Смерть короля сопровождалась очень странными таинственными обстоятельствами.
В 1683 году он сочетался браком с Елизаветой, принцессой Гессен-Кассельской, а по ее кончине с Софией Шарлоттой, принцессой Ганноверской. Прелестная собой, умная, образованная женщина, она содействовала королю во всех его деяниях в пользу народного образования. Овдовев в 1705 году, Фридрих женился на третьей супруге Луизе Мекленбургской. Больная, припадочная, Луиза была очень набожна; потом впала в ханжество и, наконец, помешалась. Поместив в отдельную комнату, приставив к ней докторов и многочисленную прислугу, Фридрих отдалился от нее по чувствам жалости и непреодолимого отвращения. Со времени ее болезни точно какой мрачный гений осенил дворец королевским своим крылом. Панический страх — следствие скуки и однообразия — овладели придворными. Из уст в уста распространился по дворцу и по всему городу рассказ о белой женщине, т. е. тени прародительницы дома Бранденбургского, появление которой, видно, предвещало скорую кончину которого-нибудь из чиновников царственной семьи. Они предвещали смерть курфюрстов Георга Вильгельма (1640) и Фридриха Вильгельма (1688), а равно и обеих жен короля Фридриха I. Но чуждый этого фамильного предрассудка, он с детства верил в белую женщину и был убежден, что она будет непременно вестницей и его смерти.

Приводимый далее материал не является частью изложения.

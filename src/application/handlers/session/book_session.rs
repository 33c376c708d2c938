//! BookSessionHandler - A student claims an open slot.

use std::sync::Arc;

use crate::domain::foundation::{authorize, CommandMetadata, SessionId, Timestamp, UserId};
use crate::domain::policy::can_book_session;
use crate::domain::session::{Session, SessionError};
use crate::ports::{EventPublisher, SessionRepository};

use super::common::{load, persist, publish};

#[derive(Debug, Clone)]
pub struct BookSessionCommand {
    pub session_id: SessionId,
    /// Set when an admin books on a student's behalf. Students always book
    /// for themselves.
    pub on_behalf_of: Option<UserId>,
}

pub struct BookSessionHandler {
    repository: Arc<dyn SessionRepository>,
    event_publisher: Arc<dyn EventPublisher>,
}

impl BookSessionHandler {
    pub fn new(
        repository: Arc<dyn SessionRepository>,
        event_publisher: Arc<dyn EventPublisher>,
    ) -> Self {
        Self {
            repository,
            event_publisher,
        }
    }

    pub async fn handle(
        &self,
        cmd: BookSessionCommand,
        metadata: CommandMetadata,
    ) -> Result<Session, SessionError> {
        let actor = &metadata.actor;
        let mut session = load(self.repository.as_ref(), cmd.session_id).await?;
        authorize(can_book_session(&session, actor), actor, "book", &session)?;

        let student_id = match (actor.is_admin(), cmd.on_behalf_of) {
            (true, Some(student)) => student,
            (true, None) => {
                return Err(SessionError::validation(
                    "student_id",
                    "admins must name the student they book for",
                ))
            }
            (false, _) => actor.user_id.clone(),
        };

        let event = session.book(student_id, actor.user_id.clone(), Timestamp::now())?;
        persist(self.repository.as_ref(), &mut session).await?;
        publish(self.event_publisher.as_ref(), &event, &metadata).await;

        tracing::info!(session_id = %session.id(), booked_by = %actor.user_id, "Session booked");
        Ok(session)
    }
}
//! Command metadata for HTTP-originated commands.

use axum::http::HeaderMap;

use crate::domain::foundation::{AuthenticatedUser, CommandMetadata};

pub const REQUEST_ID_HEADER: &str = "x-request-id";

/// Builds metadata for a command issued by `user`.
///
/// The caller's `x-request-id` becomes the correlation id when present.
pub fn command_metadata(user: &AuthenticatedUser, headers: &HeaderMap) -> CommandMetadata {
    let metadata = CommandMetadata::new(user.actor()).with_source("http");
    match headers
        .get(REQUEST_ID_HEADER)
        .and_then(|v| v.to_str().ok())
        .map(str::trim)
        .filter(|v| !v.is_empty())
    {
        Some(request_id) => metadata.with_correlation_id(request_id),
        None => metadata,
    }
}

В первых числах января 1713 года в сумерки король сидел в креслах перед камином у себя в кабинете. Погода была ненастная; ветер напевал свои заунывные мелодии, нагонял тоску и склонял ко сну. Невольно Фридрих I погрузился в забытье и только что закрыл глаза, как странный стук и звон напомнил ему о действительности. Силясь привстать с кресла, чтобы позвонить пажа, король повернул голову к дверям и оцепенел от ужаса…
На пороге стояла белая женщина!
Платье ее длинным шлейфом облегало ее исхудалое тело, кисейный саван, концы которого были закинуты за плечи, окаймлял ее бледное лицо, будто ореол; глаза страшного призрака светились лихорадочным огнем, и из впалой груди вырывалось хриплое, прерывистое дыхание. Неслышными шагами белая женщина приблизилась к королю, протянула к нему костлявые руки… Он зажмурился и с закрытыми глазами чувствовал, как приближалось к нему привидение и затем охватило его шею холодными пальцами, вонзив в нее острые ногти!